* _Exercise goal_:
Return all of the data exactly as given.

____

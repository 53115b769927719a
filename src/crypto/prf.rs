//! Pre-TLS 1.3 pseudorandom functions.
//!
//! ```text
//! TLS 1.2:      PRF(secret, label, seed) = P_<hash>(secret, label + seed)
//! TLS 1.0/1.1:  PRF(secret, label, seed) = P_MD5(S1, label + seed) XOR
//!                                          P_SHA-1(S2, label + seed)
//!
//! P_hash(secret, seed) = HMAC_hash(secret, A(1) + seed) ||
//!                        HMAC_hash(secret, A(2) + seed) || ...
//! A(0) = seed, A(i) = HMAC_hash(secret, A(i-1))
//! ```
//!
//! 1.3 之前版本的伪随机函数。

use crate::crypto::suite::HashAlgorithm;
use crate::error::{HandshakeError, Result};
use hmac::digest::KeyInit;
use hmac::{Hmac, Mac};
use md5::Md5;
use sha1::{Digest, Sha1};
use sha2::{Sha256, Sha384};
use zeroize::Zeroize;

/// TLS 1.2 PRF, keyed to the cipher suite's hash. Fills `output` completely.
///
/// TLS 1.2 伪随机函数，使用密码套件指定的哈希。
pub fn tls12_prf(
    hash: HashAlgorithm,
    secret: &[u8],
    label: &[u8],
    seed: &[u8],
    output: &mut [u8],
) -> Result<()> {
    let label_and_seed = [label, seed].concat();
    match hash {
        HashAlgorithm::Sha256 => p_hash::<Hmac<Sha256>>(secret, &label_and_seed, output),
        HashAlgorithm::Sha384 => p_hash::<Hmac<Sha384>>(secret, &label_and_seed, output),
    }
}

/// TLS 1.0/1.1 PRF (RFC 2246 §5).
///
/// The secret is split into two halves that overlap by one byte when its
/// length is odd.
///
/// TLS 1.0/1.1 伪随机函数。密钥被拆分为两半，长度为奇数时两半重叠一个字节。
pub fn tls10_prf(secret: &[u8], label: &[u8], seed: &[u8], output: &mut [u8]) -> Result<()> {
    let half = secret.len().div_ceil(2);
    let s1 = &secret[..half];
    let s2 = &secret[secret.len() - half..];
    let label_and_seed = [label, seed].concat();

    p_hash::<Hmac<Md5>>(s1, &label_and_seed, output)?;

    let mut sha_stream = vec![0u8; output.len()];
    p_hash::<Hmac<Sha1>>(s2, &label_and_seed, &mut sha_stream)?;
    for (out, sha) in output.iter_mut().zip(sha_stream.iter()) {
        *out ^= sha;
    }
    sha_stream.zeroize();
    Ok(())
}

/// SSL 3.0 key block (RFC 6101 §6.2.2):
/// `MD5(ms + SHA('A' + ms + server_random + client_random)) + MD5(ms + SHA('BB' + ...)) + ...`
pub fn ssl30_key_block(
    master_secret: &[u8],
    server_random: &[u8],
    client_random: &[u8],
    len: usize,
) -> Result<Vec<u8>> {
    // 'A' through 'Z' yields at most 26 MD5 blocks.
    if len > 26 * 16 {
        return Err(HandshakeError::key_derivation(format!(
            "SSL 3.0 key block of {len} bytes exceeds 416"
        )));
    }

    let mut block = Vec::with_capacity(len + 16);
    let mut round = 0u8;
    while block.len() < len {
        let prefix = vec![b'A' + round; usize::from(round) + 1];
        let inner = Sha1::new()
            .chain_update(&prefix)
            .chain_update(master_secret)
            .chain_update(server_random)
            .chain_update(client_random)
            .finalize();
        let outer = Md5::new()
            .chain_update(master_secret)
            .chain_update(inner)
            .finalize();
        block.extend_from_slice(&outer);
        round += 1;
    }
    block.truncate(len);
    Ok(block)
}

fn p_hash<M>(secret: &[u8], seed: &[u8], output: &mut [u8]) -> Result<()>
where
    M: Mac + KeyInit + Clone,
{
    let keyed = <M as Mac>::new_from_slice(secret)
        .map_err(|_| HandshakeError::key_derivation("HMAC key error for P_hash"))?;

    let mut a = seed.to_vec();
    let mut filled = 0;
    while filled < output.len() {
        let mut mac_a = keyed.clone();
        mac_a.update(&a);
        a = mac_a.finalize().into_bytes().to_vec();

        let mut mac_p = keyed.clone();
        mac_p.update(&a);
        mac_p.update(seed);
        let block = mac_p.finalize().into_bytes();

        let take = block.len().min(output.len() - filled);
        output[filled..filled + take].copy_from_slice(&block[..take]);
        filled += take;
    }
    a.zeroize();
    Ok(())
}

#[cfg(test)]
mod tests {
    use super::*;

    const SECRET: &str = "9bbe436ba940f017b17652849a71db35";
    const SEED: &str = "a0ba9f936cda311827a6f796ffd5198c";

    fn unhex(s: &str) -> Vec<u8> {
        hex::decode(s).unwrap()
    }

    #[test]
    fn tls12_sha256_published_vector() -> Result<()> {
        let mut output = [0u8; 100];
        tls12_prf(
            HashAlgorithm::Sha256,
            &unhex(SECRET),
            b"test label",
            &unhex(SEED),
            &mut output,
        )?;
        assert_eq!(
            hex::encode(output),
            "e3f229ba727be17b8d122620557cd453c2aab21d07c3d495329b52d4e61edb5a\
             6b301791e90d35c9c9a46b4e14baf9af0fa022f7077def17abfd3797c0564bab\
             4fbc91666e9def9b97fce34f796789baa48082d122ee42c5a72e5a5110fff701\
             87347b66"
        );
        Ok(())
    }

    #[test]
    fn tls12_shorter_output_is_prefix() -> Result<()> {
        let mut long = [0u8; 64];
        let mut short = [0u8; 12];
        tls12_prf(HashAlgorithm::Sha384, b"secret", b"label", b"seed", &mut long)?;
        tls12_prf(HashAlgorithm::Sha384, b"secret", b"label", b"seed", &mut short)?;
        assert_eq!(&long[..12], &short[..]);
        Ok(())
    }

    #[test]
    fn tls12_hash_changes_output() -> Result<()> {
        let mut a = [0u8; 32];
        let mut b = [0u8; 32];
        tls12_prf(HashAlgorithm::Sha256, b"secret", b"label", b"seed", &mut a)?;
        tls12_prf(HashAlgorithm::Sha384, b"secret", b"label", b"seed", &mut b)?;
        assert_ne!(a, b);
        Ok(())
    }

    #[test]
    fn tls10_known_answer() -> Result<()> {
        let mut output = [0u8; 32];
        tls10_prf(&unhex(SECRET), b"test label", &unhex(SEED), &mut output)?;
        assert_eq!(
            hex::encode(output),
            "661740e6f98bc901efd2738502a71c03f76dd2f86298549b1148eff06714cf0f"
        );
        Ok(())
    }

    #[test]
    fn tls10_odd_secret_halves_overlap() -> Result<()> {
        let mut output = [0u8; 16];
        tls10_prf(&[1, 2, 3, 4, 5], b"test label", &unhex(SEED), &mut output)?;
        assert_eq!(hex::encode(output), "60d83fc7f44562fd5f54dcd658614ce8");
        Ok(())
    }

    #[test]
    fn ssl30_key_block_known_answer() -> Result<()> {
        let master: Vec<u8> = (0u8..48).collect();
        let block = ssl30_key_block(&master, &[0x11; 32], &[0x22; 32], 40)?;
        assert_eq!(
            hex::encode(block),
            "e3cdc731e4c550f4dd3d673e3341b13373ccd4f19a02a58559bda110416bd50589601ec712f3749b"
        );
        Ok(())
    }

    #[test]
    fn ssl30_key_block_is_bounded() {
        assert!(ssl30_key_block(&[0; 48], &[0; 32], &[0; 32], 417).is_err());
    }
}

____

* _The completed task_:
repository 53115b769927719a
filename src/crypto/prf.rs
//! Pre-TLS 1.3 pseudorandom functions.
//!
//! ```text
//! TLS 1.2:      PRF(secret, label, seed) = P_<hash>(secret, label + seed)
//! TLS 1.0/1.1:  PRF(secret, label, seed) = P_MD5(S1, label + seed) XOR
//!                                          P_SHA-1(S2, label + seed)
//!
//! P_hash(secret, seed) = HMAC_hash(secret, A(1) + seed) ||
//!                        HMAC_hash(secret, A(2) + seed) || ...
//! A(0) = seed, A(i) = HMAC_hash(secret, A(i-1))
//! ```
//!
//! 1.3 之前版本的伪随机函数。

use crate::crypto::suite::HashAlgorithm;
use crate::error::{HandshakeError, Result};
use hmac::digest::KeyInit;
use hmac::{Hmac, Mac};
use md5::Md5;
use sha1::{Digest, Sha1};
use sha2::{Sha256, Sha384};
use zeroize::Zeroize;

/// TLS 1.2 PRF, keyed to the cipher suite's hash. Fills `output` completely.
///
/// TLS 1.2 伪随机函数，使用密码套件指定的哈希。
pub fn tls12_prf(
    hash: HashAlgorithm,
    secret: &[u8],
    label: &[u8],
    seed: &[u8],
    output: &mut [u8],
) -> Result<()> {
    let label_and_seed = [label, seed].concat();
    match hash {
        HashAlgorithm::Sha256 => p_hash::<Hmac<Sha256>>(secret, &label_and_seed, output),
        HashAlgorithm::Sha384 => p_hash::<Hmac<Sha384>>(secret, &label_and_seed, output),
    }
}

/// TLS 1.0/1.1 PRF (RFC 2246 §5).
///
/// The secret is split into two halves that overlap by one byte when its
/// length is odd.
///
/// TLS 1.0/1.1 伪随机函数。密钥被拆分为两半，长度为奇数时两半重叠一个字节。
pub fn tls10_prf(secret: &[u8], label: &[u8], seed: &[u8], output: &mut [u8]) -> Result<()> {
    let half = secret.len().div_ceil(2);
    let s1 = &secret[..half];
    let s2 = &secret[secret.len() - half..];
    let label_and_seed = [label, seed].concat();

    p_hash::<Hmac<Md5>>(s1, &label_and_seed, output)?;

    let mut sha_stream = vec![0u8; output.len()];
    p_hash::<Hmac<Sha1>>(s2, &label_and_seed, &mut sha_stream)?;
    for (out, sha) in output.iter_mut().zip(sha_stream.iter()) {
        *out ^= sha;
    }
    sha_stream.zeroize();
    Ok(())
}

/// SSL 3.0 key block (RFC 6101 §6.2.2):
/// `MD5(ms + SHA('A' + ms + server_random + client_random)) + MD5(ms + SHA('BB' + ...)) + ...`
pub fn ssl30_key_block(
    master_secret: &[u8],
    server_random: &[u8],
    client_random: &[u8],
    len: usize,
) -> Result<Vec<u8>> {
    // 'A' through 'Z' yields at most 26 MD5 blocks.
    if len > 26 * 16 {
        return Err(HandshakeError::key_derivation(format!(
            "SSL 3.0 key block of {len} bytes exceeds 416"
        )));
    }

    let mut block = Vec::with_capacity(len + 16);
    let mut round = 0u8;
    while block.len() < len {
        let prefix = vec![b'A' + round; usize::from(round) + 1];
        let inner = Sha1::new()
            .chain_update(&prefix)
            .chain_update(master_secret)
            .chain_update(server_random)
            .chain_update(client_random)
            .finalize();
        let outer = Md5::new()
            .chain_update(master_secret)
            .chain_update(inner)
            .finalize();
        block.extend_from_slice(&outer);
        round += 1;
    }
    block.truncate(len);
    Ok(block)
}

fn p_hash<M>(secret: &[u8], seed: &[u8], output: &mut [u8]) -> Result<()>
where
    M: Mac + KeyInit + Clone,
{
    let keyed = <M as Mac>::new_from_slice(secret)
        .map_err(|_| HandshakeError::key_derivation("HMAC key error for P_hash"))?;

    let mut a = seed.to_vec();
    let mut filled = 0;
    while filled < output.len() {
        let mut mac_a = keyed.clone();
        mac_a.update(&a);
        a = mac_a.finalize().into_bytes().to_vec();

        let mut mac_p = keyed.clone();
        mac_p.update(&a);
        mac_p.update(seed);
        let block = mac_p.finalize().into_bytes();

        let take = block.len().min(output.len() - filled);
        output[filled..filled + take].copy_from_slice(&block[..take]);
        filled += take;
    }
    a.zeroize();
    Ok(())
}

#[cfg(test)]
mod tests {
    use super::*;

    const SECRET: &str = "9bbe436ba940f017b17652849a71db35";
    const SEED: &str = "a0ba9f936cda311827a6f796ffd5198c";

    fn unhex(s: &str) -> Vec<u8> {
        hex::decode(s).unwrap()
    }

    #[test]
    fn tls12_sha256_published_vector() -> Result<()> {
        let mut output = [0u8; 100];
        tls12_prf(
            HashAlgorithm::Sha256,
            &unhex(SECRET),
            b"test label",
            &unhex(SEED),
            &mut output,
        )?;
        assert_eq!(
            hex::encode(output),
            "e3f229ba727be17b8d122620557cd453c2aab21d07c3d495329b52d4e61edb5a\
             6b301791e90d35c9c9a46b4e14baf9af0fa022f7077def17abfd3797c0564bab\
             4fbc91666e9def9b97fce34f796789baa48082d122ee42c5a72e5a5110fff701\
             87347b66"
        );
        Ok(())
    }

    #[test]
    fn tls12_shorter_output_is_prefix() -> Result<()> {
        let mut long = [0u8; 64];
        let mut short = [0u8; 12];
        tls12_prf(HashAlgorithm::Sha384, b"secret", b"label", b"seed", &mut long)?;
        tls12_prf(HashAlgorithm::Sha384, b"secret", b"label", b"seed", &mut short)?;
        assert_eq!(&long[..12], &short[..]);
        Ok(())
    }

    #[test]
    fn tls12_hash_changes_output() -> Result<()> {
        let mut a = [0u8; 32];
        let mut b = [0u8; 32];
        tls12_prf(HashAlgorithm::Sha256, b"secret", b"label", b"seed", &mut a)?;
        tls12_prf(HashAlgorithm::Sha384, b"secret", b"label", b"seed", &mut b)?;
        assert_ne!(a, b);
        Ok(())
    }

    #[test]
    fn tls10_known_answer() -> Result<()> {
        let mut output = [0u8; 32];
        tls10_prf(&unhex(SECRET), b"test label", &unhex(SEED), &mut output)?;
        assert_eq!(
            hex::encode(output),
            "661740e6f98bc901efd2738502a71c03f76dd2f86298549b1148eff06714cf0f"
        );
        Ok(())
    }

    #[test]
    fn tls10_odd_secret_halves_overlap() -> Result<()> {
        let mut output = [0u8; 16];
        tls10_prf(&[1, 2, 3, 4, 5], b"test label", &unhex(SEED), &mut output)?;
        assert_eq!(hex::encode(output), "60d83fc7f44562fd5f54dcd658614ce8");
        Ok(())
    }

    #[test]
    fn ssl30_key_block_known_answer() -> Result<()> {
        let master: Vec<u8> = (0u8..48).collect();
        let block = ssl30_key_block(&master, &[0x11; 32], &[0x22; 32], 40)?;
        assert_eq!(
            hex::encode(block),
            "e3cdc731e4c550f4dd3d673e3341b13373ccd4f19a02a58559bda110416bd50589601ec712f3749b"
        );
        Ok(())
    }

    #[test]
    fn ssl30_key_block_is_bounded() {
        assert!(ssl30_key_block(&[0; 48], &[0; 32], &[0; 32], 417).is_err());
    }
}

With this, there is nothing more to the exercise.